(Dataset excerpts)
———
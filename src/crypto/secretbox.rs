//! The wire AEAD: XSalsa20-Poly1305, 24-byte nonce, tag appended to
//! ciphertext. This is the one envelope cipher every persisted secret in
//! the core is sealed under — chat keys, chat bodies, credentials, device
//! shares, recovery envelopes. Do not reach for `chacha20poly1305_wrapper`
//! for any of these; that module is reserved for the Noise transport.

use crate::crypto::{random, CryptoError, CryptoResult};
use xsalsa20poly1305::{
    aead::{Aead, KeyInit},
    Key, XSalsa20Poly1305, NONCE_SIZE,
};

/// `aead_seal(key, plaintext) -> (ciphertext, nonce)`. `key` must be 32
/// bytes. The nonce is freshly drawn from the CSPRNG.
pub fn aead_seal(key: &[u8], plaintext: &[u8]) -> CryptoResult<(Vec<u8>, [u8; NONCE_SIZE])> {
    if key.len() != 32 {
        return Err(CryptoError::LengthMismatch {
            expected: 32,
            actual: key.len(),
        });
    }
    let mut nonce_bytes = [0u8; NONCE_SIZE];
    nonce_bytes.copy_from_slice(&random(NONCE_SIZE)?);

    let cipher = XSalsa20Poly1305::new(Key::from_slice(key));
    let ciphertext = cipher
        .encrypt(xsalsa20poly1305::Nonce::from_slice(&nonce_bytes), plaintext)
        .map_err(|_| CryptoError::AuthFailure)?;

    Ok((ciphertext, nonce_bytes))
}

/// `aead_open(key, ciphertext, nonce) -> plaintext`. Fails `AuthFailure` on
/// tag mismatch or tampering — callers MUST NOT distinguish this from a
/// wrong key or a wrong nonce in any user-visible message.
pub fn aead_open(key: &[u8], ciphertext: &[u8], nonce: &[u8]) -> CryptoResult<Vec<u8>> {
    if key.len() != 32 {
        return Err(CryptoError::LengthMismatch {
            expected: 32,
            actual: key.len(),
        });
    }
    if nonce.len() != NONCE_SIZE {
        return Err(CryptoError::LengthMismatch {
            expected: NONCE_SIZE,
            actual: nonce.len(),
        });
    }
    let cipher = XSalsa20Poly1305::new(Key::from_slice(key));
    cipher
        .decrypt(xsalsa20poly1305::Nonce::from_slice(nonce), ciphertext)
        .map_err(|_| CryptoError::AuthFailure)
}

#[cfg(test)]
mod tests {
    use super::*;

    #[test]
    fn test_seal_open_roundtrip() {
        let key = [0xAAu8; 32];
        let (ct, nonce) = aead_seal(&key, b"hello").unwrap();
        let pt = aead_open(&key, &ct, &nonce).unwrap();
        assert_eq!(pt, b"hello");
    }

    #[test]
    fn test_bit_flip_ciphertext_fails() {
        let key = [0xAAu8; 32];
        let (mut ct, nonce) = aead_seal(&key, b"hello").unwrap();
        ct[0] ^= 0x01;
        assert!(matches!(aead_open(&key, &ct, &nonce), Err(CryptoError::AuthFailure)));
    }

    #[test]
    fn test_bit_flip_nonce_fails() {
        let key = [0xAAu8; 32];
        let (ct, mut nonce) = aead_seal(&key, b"hello").unwrap();
        nonce[0] ^= 0x01;
        assert!(matches!(aead_open(&key, &ct, &nonce), Err(CryptoError::AuthFailure)));
    }

    #[test]
    fn test_wrong_key_length() {
        let key = [0xAAu8; 16];
        assert!(matches!(
            aead_seal(&key, b"x"),
            Err(CryptoError::LengthMismatch { .. })
        ));
    }
}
———
PROBLEM REQUIREMENTS:
Reproduce exactly, with nothing added, the lines from the one that contains "ct[0] ^= 0x01;" to the end of the data.

ANSWER TO THIS PROBLEM:
        ct[0] ^= 0x01;
        assert!(matches!(aead_open(&key, &ct, &nonce), Err(CryptoError::AuthFailure)));
    }

    #[test]
    fn test_bit_flip_nonce_fails() {
        let key = [0xAAu8; 32];
        let (ct, mut nonce) = aead_seal(&key, b"hello").unwrap();
        nonce[0] ^= 0x01;
        assert!(matches!(aead_open(&key, &ct, &nonce), Err(CryptoError::AuthFailure)));
    }

    #[test]
    fn test_wrong_key_length() {
        let key = [0xAAu8; 16];
        assert!(matches!(
            aead_seal(&key, b"x"),
            Err(CryptoError::LengthMismatch { .. })
        ));
    }
}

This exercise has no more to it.